**INSTRUCTIONS TO FOLLOW:** From the entries provided below, copy each line that contains the word "direct".

##########

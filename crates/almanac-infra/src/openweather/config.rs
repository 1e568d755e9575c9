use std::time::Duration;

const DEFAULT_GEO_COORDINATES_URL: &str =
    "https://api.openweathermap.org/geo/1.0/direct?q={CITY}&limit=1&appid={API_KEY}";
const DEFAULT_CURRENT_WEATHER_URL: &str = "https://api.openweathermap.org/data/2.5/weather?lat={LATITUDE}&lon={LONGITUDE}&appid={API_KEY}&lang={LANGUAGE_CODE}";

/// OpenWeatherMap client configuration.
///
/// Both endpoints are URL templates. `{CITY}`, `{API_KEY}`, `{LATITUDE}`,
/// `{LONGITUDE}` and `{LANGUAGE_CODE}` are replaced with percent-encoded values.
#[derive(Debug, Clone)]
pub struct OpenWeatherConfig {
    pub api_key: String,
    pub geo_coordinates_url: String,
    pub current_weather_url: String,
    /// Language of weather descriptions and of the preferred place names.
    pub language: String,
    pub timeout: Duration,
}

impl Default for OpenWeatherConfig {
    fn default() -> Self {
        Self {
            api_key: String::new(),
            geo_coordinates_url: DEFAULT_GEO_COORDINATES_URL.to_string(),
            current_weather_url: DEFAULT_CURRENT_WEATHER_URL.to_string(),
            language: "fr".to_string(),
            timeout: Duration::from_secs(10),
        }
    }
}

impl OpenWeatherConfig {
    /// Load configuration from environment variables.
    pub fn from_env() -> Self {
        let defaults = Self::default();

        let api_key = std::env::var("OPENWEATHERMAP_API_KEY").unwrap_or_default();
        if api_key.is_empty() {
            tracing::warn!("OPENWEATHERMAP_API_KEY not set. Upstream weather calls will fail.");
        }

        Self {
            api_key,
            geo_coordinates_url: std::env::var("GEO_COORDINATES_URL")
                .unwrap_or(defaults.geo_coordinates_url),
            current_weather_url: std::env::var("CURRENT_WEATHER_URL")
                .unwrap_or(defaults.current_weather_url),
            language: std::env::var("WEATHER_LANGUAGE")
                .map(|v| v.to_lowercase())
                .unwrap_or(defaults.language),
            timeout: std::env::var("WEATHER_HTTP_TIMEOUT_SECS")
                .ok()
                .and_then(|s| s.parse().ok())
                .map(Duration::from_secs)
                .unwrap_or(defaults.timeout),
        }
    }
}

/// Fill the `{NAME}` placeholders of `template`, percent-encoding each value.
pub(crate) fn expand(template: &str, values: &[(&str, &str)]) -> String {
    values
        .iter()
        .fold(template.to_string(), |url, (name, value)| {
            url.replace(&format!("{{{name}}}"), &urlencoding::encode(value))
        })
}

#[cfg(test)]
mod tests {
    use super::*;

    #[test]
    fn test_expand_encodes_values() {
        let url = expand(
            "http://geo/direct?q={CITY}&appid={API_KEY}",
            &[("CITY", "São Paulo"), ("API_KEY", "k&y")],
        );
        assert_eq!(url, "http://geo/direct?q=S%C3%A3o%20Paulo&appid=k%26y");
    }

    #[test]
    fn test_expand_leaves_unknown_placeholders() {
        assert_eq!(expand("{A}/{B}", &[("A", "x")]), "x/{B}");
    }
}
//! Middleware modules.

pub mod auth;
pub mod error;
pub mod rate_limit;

##########

**ANSWER BELOW:**
    "https://api.openweathermap.org/geo/1.0/direct?q={CITY}&limit=1&appid={API_KEY}";
            "http://geo/direct?q={CITY}&appid={API_KEY}",
        assert_eq!(url, "http://geo/direct?q=S%C3%A3o%20Paulo&appid=k%26y");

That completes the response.